Once the weather was nice – meaning no further threat of a snowstorm – people claimed their spots on the sidewalk in my neighborhood.  There was a line of men who sat on chairs, wheelchairs, or on the seat of a walker along a storefront on Lincoln Avenue. One man was particularly friendly and always called hello whenever I passed by.  

Around the corner and down the block on Flatbush Avenue, there were a couple of permanent kitchen chairs outside the barber shop, usually filled with men complaining about one thing or another.  They never spoke to me, but looking inside the barber shop it always seemed like a party was going on.  

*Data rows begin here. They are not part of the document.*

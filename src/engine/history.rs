//! Bounded round history, newest first.

use serde::{Deserialize, Serialize};

use crate::types::PredictionRecord;

/// Rounds kept for prediction.
pub const HISTORY_CAPACITY: usize = 50;

#[derive(Debug, Clone, PartialEq, Serialize, Deserialize)]
pub struct RoundHistory {
    capacity: usize,
    records: Vec<PredictionRecord>,
}

impl Default for RoundHistory {
    fn default() -> Self {
        Self::new(HISTORY_CAPACITY)
    }
}

impl RoundHistory {
    pub fn new(capacity: usize) -> Self {
        let capacity = capacity.max(1);
        Self {
            capacity,
            records: Vec::with_capacity(capacity + 1),
        }
    }

    /// Record a settled round at the head, evicting the oldest on overflow.
    pub fn push(&mut self, record: PredictionRecord) {
        self.records.insert(0, record);
        self.records.truncate(self.capacity);
    }

    /// All records, newest first.
    pub fn records(&self) -> &[PredictionRecord] {
        &self.records
    }

    pub fn newest(&self) -> Option<&PredictionRecord> {
        self.records.first()
    }

    pub fn len(&self) -> usize {
        self.records.len()
    }

    pub fn is_empty(&self) -> bool {
        self.records.is_empty()
    }

    pub fn capacity(&self) -> usize {
        self.capacity
    }

    pub fn clear(&mut self) {
        self.records.clear();
    }
}
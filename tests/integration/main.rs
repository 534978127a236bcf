//! Integration tests: drive the public API end to end.

mod feed_replay;
mod simulation;
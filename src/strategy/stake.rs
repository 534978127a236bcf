//! Stake sizing.
//!
//! Turns the published target and its confidence into a stake fraction and
//! a whole-unit wager, under one of three strategies: a fixed fraction,
//! Kelly on the predictor's confidence, or a recovery ladder that grows the
//! fraction after placed losses.

use rust_decimal::prelude::*;
use rust_decimal::Decimal;
use serde::{Deserialize, Serialize};
use tracing::debug;

use super::risk::WagerOutcome;
use crate::config::EngineSettings;
use crate::types::{Mode, StakeStrategy};

/// Hard ceiling the auto-tune increments never exceed.
const AUTO_TUNE_MAX_RISK: f64 = 0.05;

/// Smallest net odds Kelly will consider.
const MIN_NET_ODDS: f64 = 0.02;

// ---------------------------------------------------------------------------
// Configuration
// ---------------------------------------------------------------------------

#[derive(Debug, Clone, PartialEq)]
pub struct StakeConfig {
    pub strategy: StakeStrategy,
    pub mode: Mode,
    /// Base fraction of balance (0.02 = 2%).
    pub risk_pct: f64,
    pub auto_tune: bool,
    /// When set, low confidence is left to the risk guard instead of zeroing
    /// the stake here.
    pub auto_skip: bool,
}

impl Default for StakeConfig {
    fn default() -> Self {
        Self::from(&EngineSettings::default())
    }
}

impl From<&EngineSettings> for StakeConfig {
    fn from(settings: &EngineSettings) -> Self {
        Self {
            strategy: settings.stake_strategy,
            mode: settings.mode,
            risk_pct: settings.risk_pct,
            auto_tune: settings.auto_tune,
            auto_skip: settings.auto_skip,
        }
    }
}

// ---------------------------------------------------------------------------
// State and output
// ---------------------------------------------------------------------------

/// Sizing state carried across rounds.
#[derive(Debug, Clone, Copy, PartialEq, Serialize, Deserialize)]
pub struct StakeState {
    /// Recovery multiplier on the base fraction. Always 1 outside the
    /// recovery strategy.
    pub recovery_boost: f64,
}

impl Default for StakeState {
    fn default() -> Self {
        Self { recovery_boost: 1.0 }
    }
}

#[derive(Debug, Clone, Copy, PartialEq)]
pub struct StakeDecision {
    /// Effective fraction of balance after strategy caps and auto-tune.
    pub eff_risk: f64,
    /// Whole-unit wager, capped at the balance. Zero when nothing is staked.
    pub amount: Decimal,
}

// ---------------------------------------------------------------------------
// Sizer
// ---------------------------------------------------------------------------

pub struct StakeSizer {
    config: StakeConfig,
}

impl StakeSizer {
    pub fn new(config: StakeConfig) -> Self {
        Self { config }
    }

    pub fn config(&self) -> &StakeConfig {
        &self.config
    }

    /// Effective stake fraction for the given confidence and target.
    pub fn effective_risk(&self, confidence: f64, target: f64, state: &StakeState) -> f64 {
        let mode = self.config.mode;
        let p = if confidence.is_finite() { confidence.clamp(0.0, 1.0) } else { 0.0 };

        let mut risk = match self.config.strategy {
            StakeStrategy::Fixed => self.config.risk_pct,
            StakeStrategy::Kelly => {
                let b = (target - 1.0).max(MIN_NET_ODDS);
                let kelly = p - (1.0 - p) / b;
                if kelly.is_finite() {
                    kelly.clamp(0.0, mode.kelly_cap())
                } else {
                    0.0
                }
            }
            StakeStrategy::Recovery => {
                let boosted = self.config.risk_pct * state.recovery_boost;
                if boosted.is_finite() {
                    boosted.clamp(0.0, mode.recovery_cap())
                } else {
                    0.0
                }
            }
        };

        if self.config.auto_tune {
            risk = if p >= 0.7 {
                AUTO_TUNE_MAX_RISK.min(risk + 0.005)
            } else if p >= 0.5 {
                AUTO_TUNE_MAX_RISK.min(risk + 0.0025)
            } else if p >= 0.4 {
                (risk * 0.5).max(0.0)
            } else if !self.config.auto_skip {
                0.0
            } else {
                risk
            };
        }

        risk.max(0.0)
    }

    /// Size the wager: `max(1, floor(balance * eff_risk))`, capped at the
    /// balance. A non-positive fraction or empty balance stakes nothing.
    pub fn size(
        &self,
        confidence: f64,
        target: f64,
        balance: Decimal,
        state: &StakeState,
    ) -> StakeDecision {
        let eff_risk = self.effective_risk(confidence, target, state);
        if eff_risk <= 0.0 || balance <= Decimal::ZERO {
            return StakeDecision {
                eff_risk,
                amount: Decimal::ZERO,
            };
        }

        let fraction = Decimal::from_f64(eff_risk).unwrap_or(Decimal::ZERO);
        let amount = (balance * fraction).floor().max(Decimal::ONE).min(balance);

        debug!(
            strategy = %self.config.strategy,
            eff_risk = format!("{:.2}%", eff_risk * 100.0),
            amount = %amount,
            boost = state.recovery_boost,
            "Stake sized"
        );

        StakeDecision { eff_risk, amount }
    }

    /// Advance the recovery boost after settlement.
    pub fn record_settlement(&self, state: &mut StakeState, outcome: WagerOutcome) {
        if self.config.strategy != StakeStrategy::Recovery {
            state.recovery_boost = 1.0;
            return;
        }
        let mode = self.config.mode;
        match outcome {
            WagerOutcome::Lost => {
                state.recovery_boost =
                    (state.recovery_boost * mode.recovery_factor()).min(mode.max_recovery_boost());
            }
            WagerOutcome::Won => state.recovery_boost = 1.0,
            WagerOutcome::Skipped => {}
        }
    }
}

// ---------------------------------------------------------------------------
// Tests
// ---------------------------------------------------------------------------
//! Simulation harness.
//!
//! Replays generated crash rounds through the full settlement pipeline
//! and checks the bankroll and target bounds hold for every mode and
//! stake strategy.

use cashout_oracle::backtest::Simulator;
use cashout_oracle::config::EngineSettings;
use cashout_oracle::engine::RoundSettlementEngine;
use cashout_oracle::types::{Mode, RoundOutcome, StakeStrategy};
use chrono::{Duration, TimeZone, Utc};
use rand::rngs::StdRng;
use rand::{Rng, SeedableRng};
use rust_decimal::Decimal;
use rust_decimal_macros::dec;

/// Crash-style outcomes: 1 / (1 - u) with a 3% house edge, floored at 1.
pub fn generate_rounds(seed: u64, count: usize) -> Vec<RoundOutcome> {
    let mut rng = StdRng::seed_from_u64(seed);
    let start = Utc.with_ymd_and_hms(2024, 6, 1, 23, 0, 0).unwrap();
    (0..count)
        .map(|i| {
            let u: f64 = rng.gen_range(0.0..0.999);
            let value = ((0.97 / (1.0 - u)).max(1.0) * 100.0).round() / 100.0;
            RoundOutcome::new(value, start + Duration::seconds(i as i64 * 25)).with_seq(i as u64 + 1)
        })
        .collect()
}

fn settings(mode: Mode, strategy: StakeStrategy) -> EngineSettings {
    EngineSettings {
        mode,
        stake_strategy: strategy,
        ..EngineSettings::default()
    }
}

#[test]
fn test_bounds_hold_for_every_mode_and_strategy() {
    let rounds = generate_rounds(42, 400);
    for mode in Mode::ALL {
        for strategy in [StakeStrategy::Fixed, StakeStrategy::Kelly, StakeStrategy::Recovery] {
            let mut engine = RoundSettlementEngine::new(settings(*mode, strategy), dec!(1000));
            let mut previous = engine.current_target();
            for outcome in &rounds {
                let balance_before = engine.ledger().balance;
                let out = engine.process_outcome(*outcome).unwrap();
                assert!(out.balance >= Decimal::ZERO);
                assert!(out.bet <= balance_before, "stake {} above balance {}", out.bet, balance_before);
                assert!(
                    (1.02..=2.0).contains(&out.suggested),
                    "{mode}/{strategy}: target {} out of bounds",
                    out.suggested
                );
                assert!(
                    (out.suggested - previous).abs() <= 0.15 + 1e-9,
                    "{mode}/{strategy}: step {} -> {}",
                    previous,
                    out.suggested
                );
                assert!((0.0..=1.0).contains(&out.confidence));
                previous = out.suggested;
            }
            assert_eq!(engine.history().len(), 50);
        }
    }
}

#[test]
fn test_cooldown_blocks_following_rounds() {
    let rounds = generate_rounds(7, 300);
    let mut engine = RoundSettlementEngine::new(settings(Mode::Normal, StakeStrategy::Fixed), dec!(1000));
    let mut cooldown_before = 0;
    for outcome in &rounds {
        let out = engine.process_outcome(*outcome).unwrap();
        if cooldown_before > 0 {
            assert_eq!(out.bet, Decimal::ZERO, "wager placed during cooldown");
        }
        cooldown_before = out.cooldown_rounds_remaining;
    }
}

#[test]
fn test_simulator_matches_engine() {
    let rounds = generate_rounds(99, 250);
    let settings = settings(Mode::Aggressive, StakeStrategy::Kelly);

    let report = Simulator::new(settings.clone()).run(&rounds, dec!(500));

    let mut engine = RoundSettlementEngine::new(settings, dec!(500));
    for outcome in &rounds {
        engine.process_outcome(*outcome).unwrap();
    }

    assert_eq!(report.rounds, rounds.len());
    assert_eq!(report.rejected, 0);
    assert_eq!(report.final_balance, engine.ledger().balance);
    assert_eq!(report.balance_history.len(), rounds.len() + 1);
    assert!(report.peak_balance >= report.initial_balance);
    assert!(report.max_drawdown_pct >= 0.0 && report.max_drawdown_pct <= 100.0);
}

#[test]
fn test_simulation_is_deterministic() {
    let rounds = generate_rounds(5, 200);
    let sim = Simulator::new(settings(Mode::Safe, StakeStrategy::Recovery));
    let a = sim.run(&rounds, dec!(1000));
    let b = sim.run(&rounds, dec!(1000));
    assert_eq!(a.final_balance, b.final_balance);
    assert_eq!(a.wagers, b.wagers);
    assert_eq!(a.sharpe_ratio, b.sharpe_ratio);
}

#[test]
fn test_replayed_duplicates_are_not_settled_twice() {
    let rounds = generate_rounds(11, 60);
    let mut replayed = rounds.clone();
    // A reconnect resends the last ten rounds.
    replayed.extend_from_slice(&rounds[50..]);

    let clean = Simulator::new(EngineSettings::default()).run(&rounds, dec!(1000));
    let noisy = Simulator::new(EngineSettings::default()).run(&replayed, dec!(1000));
    assert_eq!(noisy.rejected, 10);
    assert_eq!(noisy.final_balance, clean.final_balance);
}

#[test]
fn test_daily_baseline_rolls_over_midnight() {
    // Rounds start at 23:00 UTC and run past midnight.
    let rounds = generate_rounds(3, 200);
    let mut engine = RoundSettlementEngine::new(EngineSettings::default(), dec!(1000));
    let mut balance_at_midnight = None;
    for outcome in &rounds {
        let before = engine.ledger().balance;
        engine.process_outcome(*outcome).unwrap();
        if balance_at_midnight.is_none() && outcome.time.date_naive() != rounds[0].time.date_naive() {
            balance_at_midnight = Some(before);
        }
    }
    let baseline = engine.daily_baseline();
    assert_eq!(baseline.date, rounds.last().unwrap().time.date_naive());
    assert_eq!(Some(baseline.balance), balance_at_midnight);
    assert_eq!(engine.daily_pl(), engine.ledger().balance - baseline.balance);
}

On Parkside Avenue, where there was a sort of crummy grocery store, sometimes I might pass gang members – there was a shooting there one afternoon while I was shopping, once there was a hooker laying on the sidewalk (saw that in Manhattan too).  Once, I was propositioned once in a very vulgar way by a large sweaty man getting on a bus.  Good luck, buddy.

Walking down Ocean Avenue on a warm day, I might find Chester standing underneath the awning of the apartment building where he lived. He was friends with my landlord so I had been formally introduced and we always chatted whenever I saw him.  He’d lived in the neighborhood for forty years and he told me all about the changes that had happened

He told me that some of the apartment buildings along Ocean Avenue had doormen and carpets and furniture in the lobbies.  Now they were lucky if the front door actually locked and the elevators were running.  The lobbies were now floored with cheap linoleum and empty of all furniture.

I remember one day Chester was just chatting about his foot hurting, then changed the subject, saying, “Hitler was sitting on my refrigerator this morning for three hours.  Yes, he was only 12 inches tall and he sat on the top of the fridge from 9 o’clock until noon.  I tried not to look at him, but I could see him out of the corner of my eye.  I went out of the kitchen for a long while, checking every once in a while to see if he was still there, and finally he was gone.” 

Well, that certainly surprised me. 

Another day he told me about some crows three feet tall that flew in his bedroom window and spent the night.

I wasn’t quite sure what to say during some of his conversation, but I sure did find him interesting.